The most common section of the CFAA cited by civil plaintiffs is (a)(2)(C), which provides a claim against a defendant who “intentionally accesses a computer without authorization or exceeds authorized access, and thereby obtains . . . information from any protected computer.” Generally, the two biggest issues in these cases are whether the defendant’s access was unauthorized and whether the damage caused by the access exceeds the statutory $5,000 threshold.
Unauthorized Access
As the Supreme Court recently explained, there are two ways to improperly access a computer system under the CFAA: “(1) obtaining access without authorization; and (2) obtaining access with authorization but then using that access improperly.” Musacchio v. United States, 136 S. Ct. 709, 713 (2016).
When someone cracks or steals a password to gain access to a protected system, there’s usually little question that the access is unauthorized. But many, if not most, civil CFAA claims involve situations where someone had authorized access to a system. Then, either that authorization was revoked or else the person did something with their otherwise-authorized access that they weren’t supposed to do.
The CFAA often pops up these days in disputes between businesses and ex-employees. The usual situation goes like this: on their way out the door, an employee, disgruntled or simply with an eye towards their next career move, uses their authorized access (or formerly authorized access) to the employer’s computer systems to copy confidential information or, worse, to sabotage the enterprise by deleting files or creating other havoc.
For example, in the influential 2006 7th Circuit case International Airport Centers, L.L.C. v. Citrin, the defendant breached his employment agreement with a real estate development company. Before handing back his company laptop, he wiped it in order to cover up certain wrongdoing. The court agreed with the employer that, even if the defendant had authorized access to the computer, he didn’t have authorized access to do that.

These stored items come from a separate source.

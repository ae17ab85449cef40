//! DongneLink Backend
//!
//! Neighborhood community platform: local posts, business listings with an
//! admin approval workflow, reviews, and local/Kakao login.

mod api;
mod auth;
mod config;
mod db;
mod errors;
mod kakao;
mod locations;
mod models;
mod store;

use std::sync::Arc;

use axum::{
    routing::{get, post},
    Router,
};
use axum_extra::extract::cookie::Key;
use tower_http::cors::{Any, CorsLayer};
use tower_http::services::ServeDir;
use tower_http::trace::TraceLayer;
use tracing_subscriber::{layer::SubscriberExt, util::SubscriberInitExt, EnvFilter};

use config::Config;
use db::UserRepository;
use kakao::KakaoClient;
use locations::LocationDirectory;
use store::ListingStore;

/// Application state shared across all handlers.
#[derive(Clone)]
pub struct AppState {
    pub repo: Arc<UserRepository>,
    pub store: Arc<ListingStore>,
    pub locations: Arc<LocationDirectory>,
    pub kakao: Option<Arc<KakaoClient>>,
    pub config: Arc<Config>,
    cookie_key: Key,
}

impl axum::extract::FromRef<AppState> for Key {
    fn from_ref(state: &AppState) -> Key {
        state.cookie_key.clone()
    }
}

#[tokio::main]
async fn main() -> Result<(), Box<dyn std::error::Error>> {
    // Load configuration
    let config = Config::from_env();

    // Initialize logging
    let env_filter =
        EnvFilter::try_from_default_env().unwrap_or_else(|_| EnvFilter::new(&config.log_level));

    tracing_subscriber::registry()
        .with(env_filter)
        .with(tracing_subscriber::fmt::layer())
        .init();

    tracing::info!("Starting DongneLink Backend");
    tracing::info!("Database path: {:?}", config.db_path);
    tracing::info!("Static directory: {:?}", config.static_dir);
    tracing::info!("Bind address: {}", config.bind_addr);

    if config.kakao_client_id.is_none() {
        tracing::warn!("No KAKAO_CLIENT_ID configured. Kakao login is disabled!");
    }
    if config.session_secret.is_none() {
        tracing::warn!(
            "No DONGNE_SESSION_SECRET configured. Sessions will not survive a restart!"
        );
    }

    // Initialize the user database
    let pool = db::init_database(&config.db_path).await?;
    let repo = Arc::new(UserRepository::new(pool));

    // Load the region directory
    let directory = LocationDirectory::load()?;

    // Kakao federation client
    let kakao = match &config.kakao_client_id {
        Some(client_id) => Some(Arc::new(KakaoClient::new(
            client_id.clone(),
            config.kakao_redirect_uri.clone(),
        )?)),
        None => None,
    };

    // Upload directories
    tokio::fs::create_dir_all(config.upload_dir()).await?;
    tokio::fs::create_dir_all(config.lifestyle_dir()).await?;

    let cookie_key = config.cookie_key();

    let state = AppState {
        repo,
        store: Arc::new(ListingStore::new()),
        locations: Arc::new(directory),
        kakao,
        config: Arc::new(config.clone()),
        cookie_key,
    };

    // Build router
    let app = create_router(state);

    // Start server
    let listener = tokio::net::TcpListener::bind(&config.bind_addr).await?;
    tracing::info!("Server listening on {}", config.bind_addr);

    axum::serve(listener, app).await?;

    Ok(())
}

/// Create the application router with all routes.
pub fn create_router(state: AppState) -> Router {
    // CORS configuration (the location APIs get consumed cross-origin)
    let cors = CorsLayer::new()
        .allow_origin(Any)
        .allow_methods(Any)
        .allow_headers(Any);

    let static_dir = state.config.static_dir.clone();

    Router::new()
        // Home and selectors
        .route("/", get(api::home))
        .route("/select-location", get(api::select_location))
        // Region lookups
        .route("/api/locations/sido", get(api::api_sido))
        .route("/api/locations/sigungu", get(api::api_sigungu))
        .route("/api/locations/dong", get(api::api_dong))
        // Community posts
        .route("/lifestyle", get(api::lifestyle_page))
        .route(
            "/lifestyle/new",
            get(api::lifestyle_new_page).post(api::lifestyle_new),
        )
        // Business listings
        .route("/food", get(api::food_list))
        .route("/repair", get(api::repair_list))
        .route("/business/register", get(api::business_register_page))
        .route("/business/new", post(api::business_new))
        .route("/business/{id}", get(api::business_detail))
        .route("/business/{id}/review", post(api::add_review))
        .route(
            "/business/{id}/edit",
            get(api::business_edit_page).post(api::business_edit),
        )
        .route("/business/{id}/delete", post(api::business_delete))
        .route("/business/{id}/pay-entry", post(api::pay_entry))
        .route("/my/businesses", get(api::my_businesses))
        // Admin
        .route("/admin", get(api::admin_home))
        .route("/admin/businesses/pending", get(api::pending_businesses))
        .route("/admin/businesses/{id}/approve", post(api::approve_business))
        .route("/admin/businesses/{id}/reject", post(api::reject_business))
        // Accounts
        .route(
            "/auth/register",
            get(api::register_page).post(api::register),
        )
        .route("/auth/login", get(api::login_page).post(api::login))
        .route("/auth/logout", get(api::logout))
        .route("/auth/kakao/login", get(api::kakao_login))
        .route("/auth/kakao/callback", get(api::kakao_callback))
        // Uploaded images
        .nest_service("/static", ServeDir::new(static_dir))
        // Health check
        .route("/health", get(health_check))
        .layer(cors)
        .layer(TraceLayer::new_for_http())
        .with_state(state)
}

/// Health check endpoint.
async fn health_check() -> &'static str {
    "OK"
}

A more recent and more controversial application of CFAA “improper access” claims has been to websites and other online services. Such services are almost universally subject to Terms of Use (TOU) or equivalent user agreements, and providers argue that accessing the service in breach of their TOU violates the CFAA. Practices routinely prohibited under TOUs include automated collection of a site’s data and content (often called “scraping”) and various types of reverse engineering.
In 2016, Facebook won a suit against the makers of a third-party application that aggregated information from various social media profiles. The Ninth Circuit found that the defendant had accessed Facebook’s computers without authorization when it continued collecting information from users’ Facebook accounts after Facebook told them to stop. However, last August, a California district court judge found that similar claims brought by LinkedIn were unlikely to violate the CFAA, a ruling now pending appeal to the Ninth Circuit.
The CFAA’s focus has shifted noticeably in recent years towards computers protected, not by passwords and technical barriers, but by contracts. As a result, the federal statute has made its way into a broader range of commercial disputes than one might expect.